Assessment of hepatic profile changes in rat diabetes induced with streptozotocin and nicotinamide

Purpose: To determine the changes in hepatic profile during the evaluation of herbal mixtures of Moringa oleifera and Raphanus sativus in streptozotocin-nicotinamide (STZ- NA)-induced diabetic rat model. Methods: Forty-eight (48) albino rats were randomly divided into six groups of eight rats each. Diabetes was induced in all the groups except Group I (normal control) using nicotinamide (110 mg/kg) and streptozotocin (55 mg/kg).

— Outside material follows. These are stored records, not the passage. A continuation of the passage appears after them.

use crate::domain::model::TlsProgram;
use crate::utils::error::Result;
use async_trait::async_trait;

pub trait Storage: Send + Sync {
    fn exists(&self, path: &str) -> bool;
    fn read_file(&self, path: &str) -> impl std::future::Future<Output = Result<Vec<u8>>> + Send;
    fn write_file(
        &self,
        path: &str,
        data: &[u8],
    ) -> impl std::future::Future<Output = Result<()>> + Send;
}

/// 交通模擬器的查詢與控制介面，命名對應 TraCI 的同名指令
#[async_trait]
pub trait TrafficSimulation: Send {
    /// 啟動（或重置）一個新的模擬回合
    async fn start(&mut self) -> Result<()>;
    async fn close(&mut self) -> Result<()>;
    async fn simulation_step(&mut self) -> Result<()>;

    async fn traffic_light_ids(&mut self) -> Result<Vec<String>>;
    /// 依連結索引排列，可能重複
    async fn controlled_lanes(&mut self, tls_id: &str) -> Result<Vec<String>>;
    async fn program(&mut self, tls_id: &str) -> Result<TlsProgram>;
    async fn phase(&mut self, tls_id: &str) -> Result<usize>;
    async fn set_phase(&mut self, tls_id: &str, phase: usize) -> Result<()>;

    async fn lane_halting_number(&mut self, lane_id: &str) -> Result<u32>;
    async fn lane_waiting_time(&mut self, lane_id: &str) -> Result<f64>;

    async fn colliding_vehicles_number(&mut self) -> Result<u32>;
    async fn vehicle_ids(&mut self) -> Result<Vec<String>>;
    async fn vehicle_speed(&mut self, vehicle_id: &str) -> Result<f64>;
    async fn vehicle_waiting_time(&mut self, vehicle_id: &str) -> Result<f64>;

    /// 每一步的秒數
    async fn delta_t(&mut self) -> Result<f64>;
    async fn min_expected_number(&mut self) -> Result<u32>;
}
use crate::adapters::queue_sim::QueueSimConfig;
use crate::adapters::traci::SumoConfig;
use crate::core::agent::{AgentMode, AgentSettings, RewardKind, StateEncoding};
use crate::core::discretize::StateBins;
use crate::core::emissions::VehicleMix;
use crate::core::fuzzy::FuzzySettings;
use crate::core::lanes::LaneOrder;
use crate::core::metrics::StopAccounting;
use crate::core::qtable::EpsilonSchedule;
use crate::core::runner::RunSettings;
use crate::core::trainer::TrainingSettings;
use crate::utils::error::{Result, TrafficError};
use crate::utils::validation::{
    validate_ascending, validate_path, validate_positive_number, validate_range, Validate,
};
use serde::{Deserialize, Serialize};
use std::fmt;
use std::path::Path;

#[derive(Debug, Clone, Copy, PartialEq, Eq, Default, Serialize, Deserialize)]
#[serde(rename_all = "snake_case")]
#[cfg_attr(feature = "cli", derive(clap::ValueEnum))]
pub enum Backend {
    Sumo,
    /// 內建排隊模擬器
    #[default]
    Builtin,
}

impl fmt::Display for Backend {
    fn fmt(&self, f: &mut fmt::Formatter<'_>) -> fmt::Result {
        match self {
            Backend::Sumo => write!(f, "sumo"),
            Backend::Builtin => write!(f, "builtin"),
        }
    }
}

#[derive(Debug, Clone, Default, Serialize, Deserialize)]
#[serde(default)]
pub struct TrafficConfig {
    pub simulation: SimulationSection,
    pub learning: LearningSection,
    pub agent: AgentSection,
    pub output: OutputSection,
    pub fuzzy: FuzzySection,
    pub analysis: AnalysisSection,
    pub monitoring: MonitoringSection,
}

#[derive(Debug, Clone, Serialize, Deserialize)]
#[serde(default)]
pub struct SimulationSection {
    pub backend: Backend,
    pub max_steps: usize,
    pub decision_interval: usize,
    pub warmup_steps: usize,
    pub step_delay_ms: u64,
    pub seed: u64,
    pub sumo: SumoConfig,
    pub builtin: QueueSimConfig,
}

impl Default for SimulationSection {
    fn default() -> Self {
        Self {
            backend: Backend::Builtin,
            max_steps: 3600,
            decision_interval: 5,
            warmup_steps: 1,
            step_delay_ms: 0,
            seed: 0,
            sumo: SumoConfig::default(),
            builtin: QueueSimConfig::default(),
        }
    }
}

#[derive(Debug, Clone, Serialize, Deserialize)]
#[serde(default)]
pub struct LearningSection {
    pub episodes: usize,
    pub alpha: f64,
    pub gamma: f64,
    pub epsilon_start: f64,
    pub epsilon_end: f64,
    pub epsilon_decay: f64,
    pub save_interval: usize,
    pub checkpoint_interval: Option<usize>,
    pub progress_interval: usize,
}

impl Default for LearningSection {
    fn default() -> Self {
        let eps = EpsilonSchedule::default();
        Self {
            episodes: 200,
            alpha: 0.7,
            gamma: 0.9,
            epsilon_start: eps.start,
            epsilon_end: eps.end,
            epsilon_decay: eps.decay,
            save_interval: 1,
            checkpoint_interval: None,
            progress_interval: 20,
        }
    }
}

#[derive(Debug, Clone, Serialize, Deserialize)]
#[serde(default)]
pub struct AgentSection {
    pub mode: AgentMode,
    pub state: StateEncoding,
    pub lane_order: LaneOrder,
    pub bins: Vec<u32>,
    pub reward: RewardKind,
    pub phase_change_penalty: f64,
    pub collision_penalty: Option<f64>,
    pub min_green: usize,
    pub green_phases_only: bool,
    pub max_joint_actions: usize,
}

impl Default for AgentSection {
    fn default() -> Self {
        let settings = AgentSettings::default();
        Self {
            mode: settings.mode,
            state: settings.state,
            lane_order: settings.lane_order,
            bins: settings.bins.thresholds().to_vec(),
            reward: settings.reward,
            phase_change_penalty: settings.phase_change_penalty,
            collision_penalty: settings.collision_penalty,
            min_green: settings.min_green,
            green_phases_only: settings.green_phases_only,
            max_joint_actions: settings.max_joint_actions,
        }
    }
}

#[derive(Debug, Clone, Serialize, Deserialize)]
#[serde(default)]
pub struct OutputSection {
    pub dir: String,
    pub q_table_file: String,
    pub training_log: Option<String>,
    pub stop_times_file: String,
    pub emissions_json: Option<String>,
}

impl Default for OutputSection {
    fn default() -> Self {
        Self {
            dir: "./output".to_string(),
            q_table_file: "q_table.json".to_string(),
            training_log: Some("training_log.csv".to_string()),
            stop_times_file: "vehicle_stop_times.csv".to_string(),
            emissions_json: None,
        }
    }
}

#[derive(Debug, Clone, Serialize, Deserialize)]
#[serde(default)]
pub struct FuzzySection {
    pub decision_interval: usize,
    pub min_green: usize,
}

impl Default for FuzzySection {
    fn default() -> Self {
        let settings = FuzzySettings::default();
        Self {
            decision_interval: settings.decision_interval,
            min_green: settings.min_green,
        }
    }
}

#[derive(Debug, Clone, Serialize, Deserialize)]
#[serde(default)]
pub struct AnalysisSection {
    pub stop_speed_threshold: f64,
    pub stop_accounting: StopAccounting,
    pub vehicle_mix: VehicleMix,
    /// 車種分配與排放抽樣用
    pub seed: u64,
}

impl Default for AnalysisSection {
    fn default() -> Self {
        Self {
            stop_speed_threshold: 0.5,
            stop_accounting: StopAccounting::Cumulative,
            vehicle_mix: VehicleMix::default(),
            seed: 42,
        }
    }
}

#[derive(Debug, Clone, Default, Serialize, Deserialize)]
#[serde(default)]
pub struct MonitoringSection {
    pub enabled: bool,
}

Groups I and II (untreated control) received only distilled water (2 mL/kg) while Group III received 100 mg/kg of metformin. Groups IV to VIII were treated with a dose of 200 mg/kg of the herbal mixtures (HEMA-C) at different ratios of M. oleifera and R. sativus. Blood samples were analyzed for biochemical markers while liver histopathology was assayed after 29 days of treatment. Results: Acute toxicity study showed that the herbal mixtures did not exhibit mortality or adverse effect in rats up to a dose of 2000 mg/kg (LD50 50 > 2000 mg/kg) with a safe dose of 200 mg/kg (1/10th LD50). 50 ). Induction of diabetes significantly increased serum aspartate aminotransaminase (AST), alanine aminotransaminase (ALT), alkaline phosphatases (ALP) and bilirubin levels in untreated control compared to normal control (p < 0.001). Administration of the herbal mixtures, especially HEMB, significantly (p < 0.001) restored these liver marker levels to levels comparable to metformin. Furthermore, histological examination showed that HEMB significantly restored the STZ-NA-induced liver damage in rats. Conclusion: The herbal mixture possesses hepatoprotective effect and ameliorates the adverse diabetic conditions caused by STZ-NA-induced diabetes in rats. The herbal mixture also demonstrated better and extended therapeutic potential than the single herbs. Further pharmacological and biochemical investigations will elucidate the mechanisms of action and clarify the potentials of the herbal mixture as a therapeutic tool as an anti-diabetic therapy.